• _What the task requires_: In the records below, find each line with the word "width" and copy it.
+++++
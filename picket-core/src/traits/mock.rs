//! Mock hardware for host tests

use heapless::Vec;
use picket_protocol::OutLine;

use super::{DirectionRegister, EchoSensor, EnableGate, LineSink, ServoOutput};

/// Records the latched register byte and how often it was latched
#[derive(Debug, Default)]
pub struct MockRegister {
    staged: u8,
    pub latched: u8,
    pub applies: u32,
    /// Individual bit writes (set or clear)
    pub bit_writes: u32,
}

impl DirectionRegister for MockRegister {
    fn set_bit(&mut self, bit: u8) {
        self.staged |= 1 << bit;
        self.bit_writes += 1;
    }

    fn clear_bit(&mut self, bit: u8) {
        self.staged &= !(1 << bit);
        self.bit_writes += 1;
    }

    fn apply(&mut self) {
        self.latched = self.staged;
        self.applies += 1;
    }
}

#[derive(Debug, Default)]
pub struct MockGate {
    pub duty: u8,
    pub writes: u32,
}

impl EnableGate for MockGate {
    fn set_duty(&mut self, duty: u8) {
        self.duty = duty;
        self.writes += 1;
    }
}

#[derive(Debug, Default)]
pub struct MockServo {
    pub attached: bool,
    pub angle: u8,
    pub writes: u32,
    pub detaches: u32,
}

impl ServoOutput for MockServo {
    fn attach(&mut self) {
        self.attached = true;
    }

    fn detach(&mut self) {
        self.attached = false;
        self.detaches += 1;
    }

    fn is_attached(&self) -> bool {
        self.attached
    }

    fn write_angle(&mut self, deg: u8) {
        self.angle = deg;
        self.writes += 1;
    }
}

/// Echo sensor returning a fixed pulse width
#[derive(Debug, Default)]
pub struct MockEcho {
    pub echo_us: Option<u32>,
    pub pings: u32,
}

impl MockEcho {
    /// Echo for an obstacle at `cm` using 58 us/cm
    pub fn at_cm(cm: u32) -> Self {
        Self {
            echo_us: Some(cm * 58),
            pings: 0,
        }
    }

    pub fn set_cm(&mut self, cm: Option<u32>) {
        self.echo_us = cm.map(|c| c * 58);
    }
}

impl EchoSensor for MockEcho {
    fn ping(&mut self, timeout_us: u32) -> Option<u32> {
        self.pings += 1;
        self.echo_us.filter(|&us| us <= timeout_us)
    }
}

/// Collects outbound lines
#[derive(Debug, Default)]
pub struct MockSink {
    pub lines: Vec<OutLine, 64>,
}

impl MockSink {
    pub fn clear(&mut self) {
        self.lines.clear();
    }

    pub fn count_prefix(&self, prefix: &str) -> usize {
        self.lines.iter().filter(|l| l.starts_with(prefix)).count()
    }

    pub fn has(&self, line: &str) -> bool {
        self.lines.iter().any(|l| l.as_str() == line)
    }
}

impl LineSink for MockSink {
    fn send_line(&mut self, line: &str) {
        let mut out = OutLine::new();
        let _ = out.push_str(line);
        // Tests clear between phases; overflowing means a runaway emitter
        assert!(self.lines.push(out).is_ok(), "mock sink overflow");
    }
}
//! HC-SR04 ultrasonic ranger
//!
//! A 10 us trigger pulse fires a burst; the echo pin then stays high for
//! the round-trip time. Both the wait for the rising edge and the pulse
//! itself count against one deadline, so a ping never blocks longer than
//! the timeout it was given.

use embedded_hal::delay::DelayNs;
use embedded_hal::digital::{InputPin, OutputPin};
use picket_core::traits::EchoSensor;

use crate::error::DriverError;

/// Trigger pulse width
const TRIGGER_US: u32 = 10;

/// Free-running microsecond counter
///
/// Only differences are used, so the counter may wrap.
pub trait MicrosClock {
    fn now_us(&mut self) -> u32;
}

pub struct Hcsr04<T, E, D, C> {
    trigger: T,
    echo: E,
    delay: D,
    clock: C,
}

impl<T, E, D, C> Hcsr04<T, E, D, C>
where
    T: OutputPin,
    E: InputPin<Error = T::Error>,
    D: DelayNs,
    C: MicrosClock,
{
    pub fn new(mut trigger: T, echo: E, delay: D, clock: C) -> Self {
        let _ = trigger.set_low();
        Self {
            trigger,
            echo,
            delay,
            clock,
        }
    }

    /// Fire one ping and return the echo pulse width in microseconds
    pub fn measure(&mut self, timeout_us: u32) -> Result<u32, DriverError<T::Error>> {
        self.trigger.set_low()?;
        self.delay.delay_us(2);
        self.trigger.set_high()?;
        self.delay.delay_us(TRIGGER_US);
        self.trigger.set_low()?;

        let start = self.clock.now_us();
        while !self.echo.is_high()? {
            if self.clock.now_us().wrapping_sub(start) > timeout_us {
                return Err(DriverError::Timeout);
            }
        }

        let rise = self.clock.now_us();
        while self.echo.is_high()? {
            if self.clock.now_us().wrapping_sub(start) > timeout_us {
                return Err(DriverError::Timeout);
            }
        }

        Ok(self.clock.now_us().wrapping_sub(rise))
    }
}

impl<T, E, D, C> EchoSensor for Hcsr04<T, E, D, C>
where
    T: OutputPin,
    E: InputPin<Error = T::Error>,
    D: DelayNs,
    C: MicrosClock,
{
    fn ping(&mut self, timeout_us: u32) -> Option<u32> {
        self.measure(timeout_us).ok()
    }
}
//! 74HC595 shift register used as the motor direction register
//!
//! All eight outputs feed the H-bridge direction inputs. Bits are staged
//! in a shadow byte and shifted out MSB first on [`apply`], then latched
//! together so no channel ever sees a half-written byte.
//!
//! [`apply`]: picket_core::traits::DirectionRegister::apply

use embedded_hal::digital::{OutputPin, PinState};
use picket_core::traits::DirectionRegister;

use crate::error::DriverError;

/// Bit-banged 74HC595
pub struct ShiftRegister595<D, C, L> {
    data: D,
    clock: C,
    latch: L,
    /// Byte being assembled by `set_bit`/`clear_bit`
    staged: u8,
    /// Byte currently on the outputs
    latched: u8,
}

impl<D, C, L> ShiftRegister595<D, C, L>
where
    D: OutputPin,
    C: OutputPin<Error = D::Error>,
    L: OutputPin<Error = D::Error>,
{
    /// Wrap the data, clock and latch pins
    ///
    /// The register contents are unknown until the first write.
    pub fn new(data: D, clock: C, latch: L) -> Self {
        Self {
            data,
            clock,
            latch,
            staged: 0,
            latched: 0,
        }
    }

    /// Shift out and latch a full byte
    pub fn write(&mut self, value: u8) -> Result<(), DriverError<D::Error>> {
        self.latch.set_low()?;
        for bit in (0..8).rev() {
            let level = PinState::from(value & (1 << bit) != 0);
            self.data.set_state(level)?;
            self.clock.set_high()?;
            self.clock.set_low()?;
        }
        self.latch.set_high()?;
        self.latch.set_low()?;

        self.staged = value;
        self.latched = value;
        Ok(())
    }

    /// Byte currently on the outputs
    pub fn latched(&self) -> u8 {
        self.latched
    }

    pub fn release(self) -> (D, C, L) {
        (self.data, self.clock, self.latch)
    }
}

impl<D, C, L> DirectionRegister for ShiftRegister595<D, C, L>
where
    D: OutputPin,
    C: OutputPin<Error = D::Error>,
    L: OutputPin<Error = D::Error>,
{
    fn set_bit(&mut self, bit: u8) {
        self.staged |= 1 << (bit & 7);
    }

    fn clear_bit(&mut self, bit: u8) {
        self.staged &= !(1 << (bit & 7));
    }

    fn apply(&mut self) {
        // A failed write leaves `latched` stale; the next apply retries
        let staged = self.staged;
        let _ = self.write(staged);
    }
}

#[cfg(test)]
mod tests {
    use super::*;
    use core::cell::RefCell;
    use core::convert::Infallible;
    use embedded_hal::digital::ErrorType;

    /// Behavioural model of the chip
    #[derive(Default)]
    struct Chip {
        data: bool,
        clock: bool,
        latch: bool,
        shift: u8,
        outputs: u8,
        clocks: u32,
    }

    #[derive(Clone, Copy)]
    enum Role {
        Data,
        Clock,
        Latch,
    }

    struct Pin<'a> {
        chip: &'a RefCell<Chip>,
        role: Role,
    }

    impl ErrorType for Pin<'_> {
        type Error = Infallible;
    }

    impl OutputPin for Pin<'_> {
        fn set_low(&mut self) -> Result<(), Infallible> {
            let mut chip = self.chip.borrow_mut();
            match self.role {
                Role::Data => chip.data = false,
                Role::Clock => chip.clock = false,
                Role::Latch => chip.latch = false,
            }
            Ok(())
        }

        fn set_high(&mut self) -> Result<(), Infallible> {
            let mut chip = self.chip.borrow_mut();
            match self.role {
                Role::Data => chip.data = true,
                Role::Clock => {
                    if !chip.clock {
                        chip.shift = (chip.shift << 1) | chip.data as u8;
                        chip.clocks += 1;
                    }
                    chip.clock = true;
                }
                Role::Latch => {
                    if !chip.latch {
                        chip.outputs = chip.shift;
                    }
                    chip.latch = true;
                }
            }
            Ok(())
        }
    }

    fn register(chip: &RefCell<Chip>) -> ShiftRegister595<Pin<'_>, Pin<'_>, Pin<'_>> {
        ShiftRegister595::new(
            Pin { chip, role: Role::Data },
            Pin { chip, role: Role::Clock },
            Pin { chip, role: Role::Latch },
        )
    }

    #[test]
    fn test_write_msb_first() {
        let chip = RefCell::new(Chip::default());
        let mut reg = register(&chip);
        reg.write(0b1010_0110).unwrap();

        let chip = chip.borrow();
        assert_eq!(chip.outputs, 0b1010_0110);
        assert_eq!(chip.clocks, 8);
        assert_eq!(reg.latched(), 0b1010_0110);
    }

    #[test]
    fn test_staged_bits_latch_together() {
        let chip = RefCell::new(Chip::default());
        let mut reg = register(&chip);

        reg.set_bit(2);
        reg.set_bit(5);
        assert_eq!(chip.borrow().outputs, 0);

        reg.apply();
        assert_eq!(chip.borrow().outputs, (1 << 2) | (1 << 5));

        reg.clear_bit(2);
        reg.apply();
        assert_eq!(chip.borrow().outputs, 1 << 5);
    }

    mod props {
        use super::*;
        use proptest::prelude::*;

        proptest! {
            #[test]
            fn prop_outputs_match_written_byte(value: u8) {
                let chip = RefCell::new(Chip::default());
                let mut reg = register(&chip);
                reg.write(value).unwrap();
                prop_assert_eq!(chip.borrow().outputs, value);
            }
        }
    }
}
+++++
• _Answer below_:
/// Echo sensor returning a fixed pulse width
/// Trigger pulse width
    /// Fire one ping and return the echo pulse width in microseconds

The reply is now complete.